◆ TASK TO CARRY OUT
Take the entries that follow and return exactly the lines from the one holding "CREATE INDEX IF" through the one holding "pub fn initialize_schema(conn: &rusqlite::Connection)", both included. Nothing else is needed.

Saved entries:
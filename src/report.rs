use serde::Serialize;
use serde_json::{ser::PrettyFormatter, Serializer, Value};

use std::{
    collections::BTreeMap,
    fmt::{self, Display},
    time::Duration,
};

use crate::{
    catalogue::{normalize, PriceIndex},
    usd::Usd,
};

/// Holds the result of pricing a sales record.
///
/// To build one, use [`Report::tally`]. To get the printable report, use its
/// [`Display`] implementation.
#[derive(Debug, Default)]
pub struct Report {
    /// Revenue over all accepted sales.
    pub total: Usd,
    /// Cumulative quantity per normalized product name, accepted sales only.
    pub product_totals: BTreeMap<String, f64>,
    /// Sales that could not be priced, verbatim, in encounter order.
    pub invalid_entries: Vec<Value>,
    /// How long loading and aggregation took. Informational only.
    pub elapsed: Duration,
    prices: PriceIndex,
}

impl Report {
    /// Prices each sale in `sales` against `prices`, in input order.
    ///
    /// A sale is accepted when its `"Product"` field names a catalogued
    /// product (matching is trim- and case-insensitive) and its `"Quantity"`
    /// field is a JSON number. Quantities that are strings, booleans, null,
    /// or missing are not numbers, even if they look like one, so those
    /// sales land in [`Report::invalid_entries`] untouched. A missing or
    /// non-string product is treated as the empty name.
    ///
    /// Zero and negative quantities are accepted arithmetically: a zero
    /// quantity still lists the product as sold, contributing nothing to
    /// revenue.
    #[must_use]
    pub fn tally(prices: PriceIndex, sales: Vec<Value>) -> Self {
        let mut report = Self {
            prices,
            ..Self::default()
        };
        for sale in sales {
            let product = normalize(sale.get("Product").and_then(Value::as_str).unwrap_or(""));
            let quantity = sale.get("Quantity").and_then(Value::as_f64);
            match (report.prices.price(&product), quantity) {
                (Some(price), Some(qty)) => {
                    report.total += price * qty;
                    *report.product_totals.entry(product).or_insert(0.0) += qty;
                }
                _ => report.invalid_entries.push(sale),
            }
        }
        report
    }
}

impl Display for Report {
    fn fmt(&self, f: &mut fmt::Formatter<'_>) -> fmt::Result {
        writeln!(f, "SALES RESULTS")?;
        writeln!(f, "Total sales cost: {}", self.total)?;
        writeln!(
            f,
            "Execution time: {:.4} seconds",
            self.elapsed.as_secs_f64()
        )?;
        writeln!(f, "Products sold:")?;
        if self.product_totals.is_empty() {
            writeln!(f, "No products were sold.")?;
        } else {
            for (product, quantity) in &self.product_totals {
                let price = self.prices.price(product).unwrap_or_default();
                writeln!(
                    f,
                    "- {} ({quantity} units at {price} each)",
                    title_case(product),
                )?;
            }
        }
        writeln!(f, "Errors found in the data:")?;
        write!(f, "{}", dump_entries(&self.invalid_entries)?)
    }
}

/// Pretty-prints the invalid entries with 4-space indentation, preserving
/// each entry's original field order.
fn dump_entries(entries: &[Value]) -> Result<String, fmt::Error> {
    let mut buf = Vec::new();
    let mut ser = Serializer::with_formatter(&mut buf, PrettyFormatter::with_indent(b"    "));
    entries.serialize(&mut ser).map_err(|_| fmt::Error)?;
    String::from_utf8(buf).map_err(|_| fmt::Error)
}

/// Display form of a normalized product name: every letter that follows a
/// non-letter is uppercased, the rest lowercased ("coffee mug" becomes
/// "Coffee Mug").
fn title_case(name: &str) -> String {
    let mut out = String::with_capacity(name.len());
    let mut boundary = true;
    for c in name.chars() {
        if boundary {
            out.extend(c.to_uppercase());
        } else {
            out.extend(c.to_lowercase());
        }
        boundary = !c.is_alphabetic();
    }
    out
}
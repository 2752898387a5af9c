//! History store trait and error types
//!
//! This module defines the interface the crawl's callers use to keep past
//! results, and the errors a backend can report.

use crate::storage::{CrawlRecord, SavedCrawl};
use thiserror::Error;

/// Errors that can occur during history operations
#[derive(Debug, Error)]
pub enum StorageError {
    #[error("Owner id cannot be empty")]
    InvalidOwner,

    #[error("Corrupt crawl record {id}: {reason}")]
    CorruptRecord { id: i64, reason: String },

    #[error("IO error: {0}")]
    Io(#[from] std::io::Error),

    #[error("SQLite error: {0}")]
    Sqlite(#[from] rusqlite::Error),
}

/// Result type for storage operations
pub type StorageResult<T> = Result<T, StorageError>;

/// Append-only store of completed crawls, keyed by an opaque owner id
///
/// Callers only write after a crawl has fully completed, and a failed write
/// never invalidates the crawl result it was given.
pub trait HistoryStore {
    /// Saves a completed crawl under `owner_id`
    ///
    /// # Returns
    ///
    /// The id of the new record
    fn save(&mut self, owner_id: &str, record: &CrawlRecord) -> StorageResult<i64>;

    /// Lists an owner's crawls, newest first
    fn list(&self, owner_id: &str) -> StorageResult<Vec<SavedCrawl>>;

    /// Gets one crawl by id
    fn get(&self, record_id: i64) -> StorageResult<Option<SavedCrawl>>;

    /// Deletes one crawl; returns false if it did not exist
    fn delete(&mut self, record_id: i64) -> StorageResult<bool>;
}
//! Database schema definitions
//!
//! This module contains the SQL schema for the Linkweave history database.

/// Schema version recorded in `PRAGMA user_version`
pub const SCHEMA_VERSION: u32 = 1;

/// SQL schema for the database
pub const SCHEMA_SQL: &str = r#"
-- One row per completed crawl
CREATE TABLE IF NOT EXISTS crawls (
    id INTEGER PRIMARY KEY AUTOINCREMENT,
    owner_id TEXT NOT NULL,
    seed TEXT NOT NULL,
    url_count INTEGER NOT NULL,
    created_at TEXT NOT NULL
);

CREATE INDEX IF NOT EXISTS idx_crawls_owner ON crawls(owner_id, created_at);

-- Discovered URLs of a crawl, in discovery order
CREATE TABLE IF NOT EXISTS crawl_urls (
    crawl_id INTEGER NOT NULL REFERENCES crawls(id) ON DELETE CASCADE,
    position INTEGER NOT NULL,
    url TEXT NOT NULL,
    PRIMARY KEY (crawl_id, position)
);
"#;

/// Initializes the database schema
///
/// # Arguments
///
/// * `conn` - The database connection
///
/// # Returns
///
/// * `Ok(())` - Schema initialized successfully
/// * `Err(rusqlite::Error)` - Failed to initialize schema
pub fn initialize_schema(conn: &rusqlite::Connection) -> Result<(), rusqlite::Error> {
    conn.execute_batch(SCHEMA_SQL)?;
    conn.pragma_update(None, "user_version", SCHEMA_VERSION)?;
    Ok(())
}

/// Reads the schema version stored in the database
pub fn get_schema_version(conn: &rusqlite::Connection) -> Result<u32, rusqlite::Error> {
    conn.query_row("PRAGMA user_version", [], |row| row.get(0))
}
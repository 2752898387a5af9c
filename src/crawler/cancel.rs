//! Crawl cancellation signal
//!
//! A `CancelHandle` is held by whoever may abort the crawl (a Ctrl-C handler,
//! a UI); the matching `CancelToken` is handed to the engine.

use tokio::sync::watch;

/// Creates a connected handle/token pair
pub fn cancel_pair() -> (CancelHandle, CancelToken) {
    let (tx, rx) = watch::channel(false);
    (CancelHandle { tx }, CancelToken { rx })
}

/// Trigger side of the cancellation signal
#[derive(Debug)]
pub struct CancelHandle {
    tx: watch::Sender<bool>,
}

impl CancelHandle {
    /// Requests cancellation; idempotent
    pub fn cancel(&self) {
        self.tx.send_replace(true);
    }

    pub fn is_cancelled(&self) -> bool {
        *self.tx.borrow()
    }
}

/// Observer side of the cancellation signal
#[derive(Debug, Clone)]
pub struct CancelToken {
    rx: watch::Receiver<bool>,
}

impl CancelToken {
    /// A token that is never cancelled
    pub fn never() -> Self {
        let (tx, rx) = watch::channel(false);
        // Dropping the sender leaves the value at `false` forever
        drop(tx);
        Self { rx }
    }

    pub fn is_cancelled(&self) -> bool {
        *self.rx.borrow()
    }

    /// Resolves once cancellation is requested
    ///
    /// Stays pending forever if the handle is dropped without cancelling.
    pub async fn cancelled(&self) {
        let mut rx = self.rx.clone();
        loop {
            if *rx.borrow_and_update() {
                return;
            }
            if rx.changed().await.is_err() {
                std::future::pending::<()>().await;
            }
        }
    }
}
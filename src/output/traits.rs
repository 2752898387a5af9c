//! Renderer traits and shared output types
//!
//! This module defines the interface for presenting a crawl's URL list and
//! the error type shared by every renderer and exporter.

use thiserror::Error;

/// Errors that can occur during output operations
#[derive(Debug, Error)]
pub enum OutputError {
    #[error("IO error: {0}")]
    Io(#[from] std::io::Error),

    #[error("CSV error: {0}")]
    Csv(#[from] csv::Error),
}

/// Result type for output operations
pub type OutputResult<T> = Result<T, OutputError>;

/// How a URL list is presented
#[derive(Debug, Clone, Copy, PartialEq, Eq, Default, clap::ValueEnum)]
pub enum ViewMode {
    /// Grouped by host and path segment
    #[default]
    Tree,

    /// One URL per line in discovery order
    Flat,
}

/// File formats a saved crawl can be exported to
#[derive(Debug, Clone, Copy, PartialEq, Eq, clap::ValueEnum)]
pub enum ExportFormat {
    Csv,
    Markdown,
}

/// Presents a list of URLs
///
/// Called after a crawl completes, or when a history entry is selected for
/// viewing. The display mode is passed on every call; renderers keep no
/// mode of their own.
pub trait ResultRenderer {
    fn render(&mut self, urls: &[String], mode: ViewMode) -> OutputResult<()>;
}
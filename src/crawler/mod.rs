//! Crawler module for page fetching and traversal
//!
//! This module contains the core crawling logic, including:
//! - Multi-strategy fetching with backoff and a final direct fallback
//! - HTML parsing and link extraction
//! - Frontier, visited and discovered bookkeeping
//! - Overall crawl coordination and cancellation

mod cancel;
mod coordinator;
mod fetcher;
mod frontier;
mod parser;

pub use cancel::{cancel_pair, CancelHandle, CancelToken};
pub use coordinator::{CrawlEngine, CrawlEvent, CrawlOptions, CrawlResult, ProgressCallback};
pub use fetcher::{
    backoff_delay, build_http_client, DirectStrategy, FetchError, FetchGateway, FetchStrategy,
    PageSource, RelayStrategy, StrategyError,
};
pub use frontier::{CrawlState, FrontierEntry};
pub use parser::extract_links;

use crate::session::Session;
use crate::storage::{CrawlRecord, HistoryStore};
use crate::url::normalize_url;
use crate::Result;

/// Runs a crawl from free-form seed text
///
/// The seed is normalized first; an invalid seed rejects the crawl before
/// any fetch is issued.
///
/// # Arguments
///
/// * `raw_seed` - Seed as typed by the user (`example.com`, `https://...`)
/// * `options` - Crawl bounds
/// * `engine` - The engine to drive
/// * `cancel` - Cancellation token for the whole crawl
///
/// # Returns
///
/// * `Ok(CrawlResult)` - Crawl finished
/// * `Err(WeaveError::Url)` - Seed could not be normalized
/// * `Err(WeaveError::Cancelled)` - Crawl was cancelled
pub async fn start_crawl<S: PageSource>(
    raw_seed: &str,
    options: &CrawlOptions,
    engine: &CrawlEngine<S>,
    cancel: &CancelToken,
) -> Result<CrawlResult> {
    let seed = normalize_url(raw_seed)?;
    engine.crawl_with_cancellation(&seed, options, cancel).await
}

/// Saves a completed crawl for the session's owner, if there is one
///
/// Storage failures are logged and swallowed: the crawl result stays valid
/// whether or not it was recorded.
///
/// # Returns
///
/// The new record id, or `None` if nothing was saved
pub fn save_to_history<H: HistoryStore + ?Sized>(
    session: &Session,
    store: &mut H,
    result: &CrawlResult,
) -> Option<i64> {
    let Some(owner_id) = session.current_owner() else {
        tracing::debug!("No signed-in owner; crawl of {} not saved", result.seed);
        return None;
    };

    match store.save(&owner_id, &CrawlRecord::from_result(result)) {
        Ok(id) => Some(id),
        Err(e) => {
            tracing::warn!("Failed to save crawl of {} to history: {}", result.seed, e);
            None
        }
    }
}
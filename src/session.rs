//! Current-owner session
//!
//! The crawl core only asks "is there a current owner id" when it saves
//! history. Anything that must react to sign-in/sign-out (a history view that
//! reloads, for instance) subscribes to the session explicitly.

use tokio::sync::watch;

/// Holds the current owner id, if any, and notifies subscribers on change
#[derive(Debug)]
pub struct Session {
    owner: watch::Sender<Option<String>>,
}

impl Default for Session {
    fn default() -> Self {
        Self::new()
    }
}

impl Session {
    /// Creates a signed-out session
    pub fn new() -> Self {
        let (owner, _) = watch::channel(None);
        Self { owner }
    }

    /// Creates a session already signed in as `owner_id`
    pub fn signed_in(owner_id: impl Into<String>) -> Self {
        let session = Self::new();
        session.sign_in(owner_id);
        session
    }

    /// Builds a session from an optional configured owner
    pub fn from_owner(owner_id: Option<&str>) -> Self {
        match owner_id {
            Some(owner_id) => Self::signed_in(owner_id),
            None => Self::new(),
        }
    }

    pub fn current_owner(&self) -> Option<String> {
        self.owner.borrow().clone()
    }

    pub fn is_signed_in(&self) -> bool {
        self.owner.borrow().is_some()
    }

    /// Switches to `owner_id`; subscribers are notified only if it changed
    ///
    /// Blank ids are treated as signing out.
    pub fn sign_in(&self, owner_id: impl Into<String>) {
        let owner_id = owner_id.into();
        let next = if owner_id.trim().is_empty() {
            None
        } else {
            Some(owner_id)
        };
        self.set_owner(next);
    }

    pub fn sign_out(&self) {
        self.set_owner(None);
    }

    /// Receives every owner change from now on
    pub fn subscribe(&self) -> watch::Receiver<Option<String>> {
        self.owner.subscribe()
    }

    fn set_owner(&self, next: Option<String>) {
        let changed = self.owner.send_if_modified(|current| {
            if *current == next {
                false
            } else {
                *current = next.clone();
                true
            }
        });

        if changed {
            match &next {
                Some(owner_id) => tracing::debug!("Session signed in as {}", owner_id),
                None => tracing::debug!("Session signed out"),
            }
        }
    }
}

◆ SOLUTION TO THE PROBLEM
CREATE INDEX IF NOT EXISTS idx_crawls_owner ON crawls(owner_id, created_at);

-- Discovered URLs of a crawl, in discovery order
CREATE TABLE IF NOT EXISTS crawl_urls (
    crawl_id INTEGER NOT NULL REFERENCES crawls(id) ON DELETE CASCADE,
    position INTEGER NOT NULL,
    url TEXT NOT NULL,
    PRIMARY KEY (crawl_id, position)
);
"#;

/// Initializes the database schema
///
/// # Arguments
///
/// * `conn` - The database connection
///
/// # Returns
///
/// * `Ok(())` - Schema initialized successfully
/// * `Err(rusqlite::Error)` - Failed to initialize schema
pub fn initialize_schema(conn: &rusqlite::Connection) -> Result<(), rusqlite::Error> {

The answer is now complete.